Le Britannique Christie a subi trois disqualifications à Sotchi et a accumulé deux autres déceptions à Pyeongchang. Après avoir remporté ses manches avec aisance, elle s’est écrasée dans la finale du 500 m mardi et la semi-finale du 1500 m samedi.

Le 1000m, qui commence mardi, est son seul espoir d’obtenir cette médaille insaisissable cette fois-ci. Et elle se bat pour être en forme pour les qualifications après avoir ramassé des dommages aux tissus mous de sa cheville.

Alors, combien sera la dernière tentative de Christie à une médaille à la chance?

“Le sport est incroyablement imprévisible et les favoris perdent plus qu’ils ne gagnent, on ne sait jamais quel sera le résultat”, a déclaré Bradbury.

“L’imprévisibilité de la courte piste a fonctionné en ma faveur et, malheureusement pour Elise Christie, elle a été à l’autre extrémité de cela.

“Certaines des disqualifications à Sotchi étaient de sa faute, mais certains d’entre eux étaient 50/50, ils auraient pu aller dans l’autre sens mais ils ne l’ont pas fait.
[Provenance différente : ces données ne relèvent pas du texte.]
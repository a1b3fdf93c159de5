//! Terminal host for the grimm rule engine.
//!
//! Each invocation loads one character sheet, runs one rule action through
//! the runtime, prints the card, and writes the committed sheet back along
//! with the last attack and defend inputs.
mod config;
mod console;
mod dirs;
mod input;

use std::path::Path;
use std::sync::Arc;

use anyhow::{Context, Result};
use clap::{Parser, Subcommand};
use config::CliConfig;
use console::ConsoleSink;
use grimm_content::{
    CharacterLoader, ConfigLoader, InputMemoryLoader, SAMPLE_CHARACTER, TablesLoader,
};
use grimm_core::{
    AbilityKind, ArmorTierTable, Character, Food, ItemId, ItemType, RestLength, RulesConfig,
    modifiers,
};
use grimm_runtime::{InMemoryCharacterRepo, JsonRenderer, RulesRuntime, RuntimeConfig};
use input::ArgsInput;
use tracing_appender::non_blocking::WorkerGuard;
use tracing_subscriber::layer::SubscriberExt;
use tracing_subscriber::util::SubscriberInitExt;

/// Rule engine for Vast Grimm characters
#[derive(Parser)]
#[command(name = "grimm")]
#[command(about = "Roll Vast Grimm actions for a character sheet", long_about = None)]
#[command(version)]
struct Cli {
    /// Print cards as JSON instead of text
    #[arg(long, global = true)]
    json: bool,

    #[command(subcommand)]
    command: Command,
}

#[derive(Subcommand)]
enum Command {
    /// Write the sample character to the character file
    Init {
        /// Overwrite an existing sheet
        #[arg(long)]
        force: bool,
    },

    /// Show the sheet with derived figures
    Show,

    /// Test an ability
    Test { ability: AbilityKind },

    /// Attack with a weapon
    Attack {
        /// Weapon id (default: first equipped weapon)
        #[arg(long)]
        item: Option<u32>,
        /// Attack DR
        #[arg(long)]
        dr: Option<i32>,
        /// Target armor formula
        #[arg(long)]
        armor: Option<String>,
    },

    /// Defend against an incoming attack
    Defend {
        /// Defend DR before armor and encumbrance
        #[arg(long)]
        dr: Option<i32>,
        /// Incoming attack formula
        #[arg(long)]
        incoming: Option<String>,
    },

    /// Check morale
    Morale,

    /// Check an encounter's reaction
    Reaction,

    /// Spend a neuromancy point on a tribute
    Tribute,

    /// Roll a skill card
    Skill { item: u32 },

    /// Roll the class favor die
    Omens,

    /// Roll neuromancy points for the day
    Points,

    /// Rest
    Rest {
        length: RestLength,
        #[arg(long, default_value = "eat")]
        food: Food,
        #[arg(long)]
        infected: bool,
    },

    /// Roll for improvement
    Improve,

    /// Roll on the broken table
    Broken,
}

#[tokio::main]
async fn main() -> Result<()> {
    // Load .env file if it exists (silently ignore if not found)
    let _ = dotenvy::dotenv();

    let cli = Cli::parse();
    let config = CliConfig::from_env();
    let _guard = setup_logging(&config.log_dir())?;

    run(cli, &config).await
}

async fn run(cli: Cli, config: &CliConfig) -> Result<()> {
    let character_file = config.character_file();

    if let Command::Init { force } = cli.command {
        return init(&character_file, force);
    }

    let rules = match &config.rules_file {
        Some(path) => ConfigLoader::load(path)?,
        None => RulesConfig::default(),
    };
    let tables = match &config.tables_file {
        Some(path) => TablesLoader::load(path)?,
        None => ArmorTierTable::default(),
    };
    let character = CharacterLoader::load(&character_file)
        .context("No character sheet; run `grimm init` or set GRIMM_CHARACTER_FILE")?;

    if let Command::Show = cli.command {
        show(&character, &rules);
        return Ok(());
    }

    let input = match &cli.command {
        Command::Attack { dr, armor, .. } => ArgsInput {
            attack_dr: *dr,
            target_armor: armor.clone(),
            ..ArgsInput::default()
        },
        Command::Defend { dr, incoming } => ArgsInput {
            defend_dr: *dr,
            incoming_attack: incoming.clone(),
            ..ArgsInput::default()
        },
        _ => ArgsInput::default(),
    };

    let repo = Arc::new(InMemoryCharacterRepo::with_characters([character.clone()]));
    let mut builder = RulesRuntime::builder()
        .config(RuntimeConfig {
            seed: config.seed,
            display_delay_ms: config.display_delay_ms,
            ..RuntimeConfig::default()
        })
        .rules(rules)
        .tables(tables)
        .repository(repo.clone())
        .sink(Arc::new(ConsoleSink))
        .input(input);
    if cli.json {
        builder = builder.renderer(JsonRenderer { pretty: true });
    }
    let runtime = builder.build();

    let id = character.id;
    let memory_file = config.input_memory_file(id);
    let remembered = InputMemoryLoader::load(&memory_file)?;
    let mut memory = remembered.clone();
    let report = match cli.command {
        Command::Test { ability } => runtime.test_ability(id, ability).await,
        Command::Attack { item, .. } => {
            let item = item
                .map(ItemId)
                .or_else(|| character.first_equipped(ItemType::Weapon).map(|item| item.id));
            runtime.attack(id, item, &mut memory).await
        }
        Command::Defend { .. } => runtime.defend(id, &mut memory).await,
        Command::Morale => runtime.check_morale(id).await,
        Command::Reaction => runtime.check_reaction(id).await,
        Command::Tribute => runtime.activate_tribute(id).await,
        Command::Skill { item } => runtime.use_skill(id, ItemId(item)).await,
        Command::Omens => runtime.roll_omens(id).await,
        Command::Points => runtime.roll_neuromancy_points_per_day(id).await,
        Command::Rest {
            length,
            food,
            infected,
        } => runtime.rest(id, length, food, infected).await,
        Command::Improve => runtime.improve(id).await,
        Command::Broken => runtime.roll_broken(id).await,
        Command::Init { .. } | Command::Show => return Ok(()),
    }?;

    if report.is_none() {
        eprintln!("cancelled");
        return Ok(());
    }

    if memory != remembered {
        InputMemoryLoader::save(&memory_file, &memory)?;
        tracing::debug!("Saved inputs to {}", memory_file.display());
    }

    if let Some(updated) = repo.get(id)?
        && updated != character
    {
        CharacterLoader::save(&character_file, &updated)?;
        tracing::info!("Saved {}", character_file.display());
    }
    Ok(())
}

fn init(path: &Path, force: bool) -> Result<()> {
    if path.exists() && !force {
        anyhow::bail!("{} already exists; pass --force to overwrite", path.display());
    }
    let character = CharacterLoader::parse(SAMPLE_CHARACTER)?;
    CharacterLoader::save(path, &character)?;
    println!("Wrote {}", path.display());
    Ok(())
}

fn show(character: &Character, rules: &RulesConfig) {
    println!("{} {}", character.name, character.id);
    for kind in AbilityKind::ALL {
        println!("  {:<10} {:+}", kind.to_string(), character.ability(kind));
    }
    println!("  HP {}/{}", character.hp.value, character.hp.max);
    println!(
        "  Neuromancy points {}/{}",
        character.neuromancy_points.value, character.neuromancy_points.max
    );
    println!("  Favors {}/{}", character.favors.value, character.favors.max);
    println!(
        "  Carrying {}/{} (max {}){}",
        modifiers::carrying_weight(character),
        modifiers::normal_capacity(character, rules),
        modifiers::max_capacity(character, rules),
        if modifiers::is_encumbered(character, rules) {
            ", encumbered"
        } else {
            ""
        }
    );
    println!(
        "  Containers {}/{}",
        modifiers::container_space(character),
        modifiers::container_capacity(character)
    );
    for item in &character.items {
        let marker = if item.equipped { "*" } else { " " };
        println!("  {marker} {:>3} {} ({})", item.id.0, item.name, item.item_type);
    }
}

/// Setup logging to both stderr and a file in `log_dir`
fn setup_logging(log_dir: &Path) -> Result<WorkerGuard> {
    std::fs::create_dir_all(log_dir)
        .with_context(|| format!("Failed to create log directory {}", log_dir.display()))?;

    let file_appender = tracing_appender::rolling::never(log_dir, "grimm.log");
    let (non_blocking_file, guard) = tracing_appender::non_blocking(file_appender);

    let env_filter = tracing_subscriber::EnvFilter::from_default_env()
        .add_directive(tracing::Level::INFO.into());

    let stderr_layer = tracing_subscriber::fmt::layer().with_writer(std::io::stderr);
    let file_layer = tracing_subscriber::fmt::layer()
        .with_writer(non_blocking_file)
        .with_ansi(false);

    tracing_subscriber::registry()
        .with(env_filter)
        .with(stderr_layer)
        .with(file_layer)
        .init();

    tracing::debug!("Log file: {}/grimm.log", log_dir.display());
    Ok(guard)
}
“Son patinage tactique s’est amélioré et il ne faudra pas longtemps avant qu’elle remporte une médaille, elle mérite une médaille d’or avant de terminer le sport.”

Certains ont remis en question la force mentale de Christie à rivaliser sous la pression des Jeux olympiques.

L’athlète de 27 ans a admis qu’elle avait du mal à faire face à ses disqualifications à Sotchi et à l’abus des médias sociaux qu’elle a reçu par la suite.

Mais Christie a montré sa force quand elle a remporté trois titres mondiaux en 2017, avant d’être à nouveau réduite aux larmes par son sport en Corée du Sud.

“Pour les gens de dire que Elise ne peut pas jouer aux Jeux olympiques à cause de la pression est mauvaise”, a déclaré Bradbury.

“C’est ce pour quoi vous vous êtes entraînés: aller aux Jeux olympiques avec tout le pays – le monde entier – en train de regarder, c’est ce qu’un athlète aime.

“C’est vraiment incroyable le genre de pouvoir que vous pouvez utiliser lorsque vous êtes mis dans ce genre de situation de vie et de mort.

“Vous devez juste être positif – même si vous avez eu votre sang versé sur la glace.”